→ **Task description**
Your answer should consist of the lines below that hold the word "degrees".

BEGIN

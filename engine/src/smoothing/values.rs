//! Bounded scalar values.

use serde::{Deserialize, Serialize};

use super::move_towards;

/// A float that always stays within `[min, max]`.
#[derive(Debug, Clone, Copy, PartialEq, Serialize, Deserialize)]
pub struct BoundedFloat {
    value: f32,
    min: f32,
    max: f32,
}

impl BoundedFloat {
    /// Create a bounded float sitting at `min`.
    ///
    /// Swapped bounds are reordered.
    pub fn new(min: f32, max: f32) -> Self {
        let (min, max) = if min <= max { (min, max) } else { (max, min) };
        Self { value: min, min, max }
    }

    /// Builder-style initial value (clamped).
    pub fn with_value(mut self, value: f32) -> Self {
        self.set_value(value);
        self
    }

    pub fn value(&self) -> f32 {
        self.value
    }

    /// Set the value, clamping into the bounds.
    ///
    /// NaN is treated as `min`.
    pub fn set_value(&mut self, value: f32) {
        self.value = if value.is_nan() {
            self.min
        } else {
            value.clamp(self.min, self.max)
        };
    }

    pub fn min(&self) -> f32 {
        self.min
    }

    pub fn max(&self) -> f32 {
        self.max
    }

    /// Move the upper bound. The value is re-clamped.
    pub fn set_max(&mut self, max: f32) {
        self.max = max.max(self.min);
        self.set_value(self.value);
    }

    /// Move the lower bound. The value is re-clamped.
    pub fn set_min(&mut self, min: f32) {
        self.min = min.min(self.max);
        self.set_value(self.value);
    }

    pub fn set_to_max(&mut self) {
        self.value = self.max;
    }

    pub fn set_to_min(&mut self) {
        self.value = self.min;
    }

    /// Step toward `max` by `amount`.
    pub fn move_toward_max(&mut self, amount: f32) {
        self.value = move_towards(self.value, self.max, amount.max(0.0));
    }

    /// Step toward `min` by `amount`.
    pub fn move_toward_min(&mut self, amount: f32) {
        self.value = move_towards(self.value, self.min, amount.max(0.0));
    }

    pub fn is_at_max(&self) -> bool {
        self.value >= self.max
    }

    pub fn is_at_min(&self) -> bool {
        self.value <= self.min
    }

    /// Position of the value inside its range, `0.0` for an empty range.
    pub fn normalized(&self) -> f32 {
        super::inverse_lerp(self.min, self.max, self.value)
    }
}

/// A bounded float that steps toward its bounds at `delta` units per second.
///
/// Used for the jump power (`0..power_max`) and the pose blend (`0..1`).
#[derive(Debug, Clone, Copy, PartialEq, Serialize, Deserialize)]
pub struct SmoothValue {
    bounds: BoundedFloat,
    delta: f32,
}

impl SmoothValue {
    pub fn new(delta: f32, min: f32, max: f32) -> Self {
        Self {
            bounds: BoundedFloat::new(min, max),
            delta: delta.max(0.0),
        }
    }

    /// Value in `[0, max]`.
    pub fn with_max(delta: f32, max: f32) -> Self {
        Self::new(delta, 0.0, max)
    }

    /// Value in `[0, 1]`.
    pub fn scale(delta: f32) -> Self {
        Self::new(delta, 0.0, 1.0)
    }

    pub fn value(&self) -> f32 {
        self.bounds.value()
    }

    pub fn set_value(&mut self, value: f32) {
        self.bounds.set_value(value);
    }

    pub fn min(&self) -> f32 {
        self.bounds.min()
    }

    pub fn max(&self) -> f32 {
        self.bounds.max()
    }

    pub fn delta(&self) -> f32 {
        self.delta
    }

    pub fn set_delta(&mut self, delta: f32) {
        self.delta = delta.max(0.0);
    }

    pub fn move_toward_max(&mut self, dt: f32) {
        self.bounds.move_toward_max(self.delta * dt);
    }

    pub fn move_toward_min(&mut self, dt: f32) {
        self.bounds.move_toward_min(self.delta * dt);
    }

    pub fn set_to_max(&mut self) {
        self.bounds.set_to_max();
    }

    pub fn set_to_min(&mut self) {
        self.bounds.set_to_min();
    }

    pub fn is_at_max(&self) -> bool {
        self.bounds.is_at_max()
    }

    pub fn is_at_min(&self) -> bool {
        self.bounds.is_at_min()
    }
}

/// Ground slope angle in degrees.
///
/// The value itself is not clamped; `max` is the steepest walkable slope.
#[derive(Debug, Clone, Copy, PartialEq, Serialize, Deserialize)]
pub struct SlopeValue {
    value: f32,
    max: f32,
}

impl SlopeValue {
    pub fn new(max: f32) -> Self {
        Self { value: 0.0, max }
    }

    pub fn value(&self) -> f32 {
        self.value
    }

    /// Record a measured angle. Values are kept within `[0, 180]`.
    pub fn set_value(&mut self, degrees: f32) {
        self.value = if degrees.is_nan() {
            0.0
        } else {
            degrees.clamp(0.0, 180.0)
        };
    }

    pub fn max(&self) -> f32 {
        self.max
    }

    pub fn set_max(&mut self, max: f32) {
        self.max = max;
    }

    /// Too steep to stand on.
    pub fn too_steep(&self) -> bool {
        self.value > self.max
    }
}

END

→ **Answer to this problem**
/// Ground slope angle in degrees.
    pub fn set_value(&mut self, degrees: f32) {
        self.value = if degrees.is_nan() {
            degrees.clamp(0.0, 180.0)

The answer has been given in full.